• [Task description] Collect from the data below each line with "fetching".
•••
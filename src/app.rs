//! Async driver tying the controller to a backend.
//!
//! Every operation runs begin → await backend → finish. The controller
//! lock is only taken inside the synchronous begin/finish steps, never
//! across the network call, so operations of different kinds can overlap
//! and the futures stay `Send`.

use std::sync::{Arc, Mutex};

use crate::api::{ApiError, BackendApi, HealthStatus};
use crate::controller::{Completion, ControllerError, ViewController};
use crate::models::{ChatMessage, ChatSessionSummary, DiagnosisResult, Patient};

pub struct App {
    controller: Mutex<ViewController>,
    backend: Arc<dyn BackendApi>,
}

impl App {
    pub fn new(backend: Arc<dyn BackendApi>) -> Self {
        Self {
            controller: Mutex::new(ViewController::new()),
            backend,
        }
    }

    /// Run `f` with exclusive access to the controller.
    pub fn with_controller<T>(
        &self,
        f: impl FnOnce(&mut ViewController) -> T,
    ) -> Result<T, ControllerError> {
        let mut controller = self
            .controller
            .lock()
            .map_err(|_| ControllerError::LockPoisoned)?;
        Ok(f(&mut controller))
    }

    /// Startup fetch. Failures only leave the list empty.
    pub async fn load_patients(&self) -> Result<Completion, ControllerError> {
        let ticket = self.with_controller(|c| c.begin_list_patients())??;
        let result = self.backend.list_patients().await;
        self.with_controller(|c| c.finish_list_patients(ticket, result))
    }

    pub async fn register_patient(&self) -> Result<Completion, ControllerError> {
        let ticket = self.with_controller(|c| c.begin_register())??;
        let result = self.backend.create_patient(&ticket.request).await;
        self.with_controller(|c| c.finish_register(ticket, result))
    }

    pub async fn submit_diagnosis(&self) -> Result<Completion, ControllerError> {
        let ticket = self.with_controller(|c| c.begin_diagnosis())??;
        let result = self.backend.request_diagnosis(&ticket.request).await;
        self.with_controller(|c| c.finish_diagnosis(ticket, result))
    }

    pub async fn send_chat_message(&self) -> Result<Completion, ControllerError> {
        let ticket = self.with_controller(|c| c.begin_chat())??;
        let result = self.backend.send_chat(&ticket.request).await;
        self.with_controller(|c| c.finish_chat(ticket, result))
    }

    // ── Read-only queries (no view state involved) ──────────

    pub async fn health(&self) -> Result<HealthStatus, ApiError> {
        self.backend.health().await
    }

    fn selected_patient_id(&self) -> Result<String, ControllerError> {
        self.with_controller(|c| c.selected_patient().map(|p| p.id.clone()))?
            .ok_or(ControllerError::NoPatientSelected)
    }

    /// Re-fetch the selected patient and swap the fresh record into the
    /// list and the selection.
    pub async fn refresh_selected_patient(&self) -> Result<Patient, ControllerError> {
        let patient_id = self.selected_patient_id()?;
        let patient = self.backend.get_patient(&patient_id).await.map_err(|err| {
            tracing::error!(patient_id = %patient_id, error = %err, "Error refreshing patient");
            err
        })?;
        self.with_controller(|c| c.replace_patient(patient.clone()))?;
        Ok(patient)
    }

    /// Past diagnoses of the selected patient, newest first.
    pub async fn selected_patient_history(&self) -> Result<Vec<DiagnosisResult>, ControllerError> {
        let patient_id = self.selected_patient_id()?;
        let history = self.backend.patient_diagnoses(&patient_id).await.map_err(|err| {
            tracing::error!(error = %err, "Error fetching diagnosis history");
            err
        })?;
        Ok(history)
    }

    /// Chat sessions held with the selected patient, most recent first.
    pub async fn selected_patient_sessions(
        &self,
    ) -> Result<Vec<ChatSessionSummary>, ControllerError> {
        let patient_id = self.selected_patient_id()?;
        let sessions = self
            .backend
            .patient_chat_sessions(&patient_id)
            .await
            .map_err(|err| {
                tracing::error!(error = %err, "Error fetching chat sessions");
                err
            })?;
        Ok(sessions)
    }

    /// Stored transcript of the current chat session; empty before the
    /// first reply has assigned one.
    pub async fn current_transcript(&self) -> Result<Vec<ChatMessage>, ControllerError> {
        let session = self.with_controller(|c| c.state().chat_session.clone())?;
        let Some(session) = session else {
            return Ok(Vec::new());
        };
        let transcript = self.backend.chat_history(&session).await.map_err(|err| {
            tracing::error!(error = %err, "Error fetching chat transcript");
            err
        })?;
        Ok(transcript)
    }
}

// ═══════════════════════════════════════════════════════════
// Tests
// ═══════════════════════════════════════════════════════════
•••
• [Exercise answer]
            tracing::error!(error = %err, "Error fetching diagnosis history");
                tracing::error!(error = %err, "Error fetching chat sessions");
            tracing::error!(error = %err, "Error fetching chat transcript");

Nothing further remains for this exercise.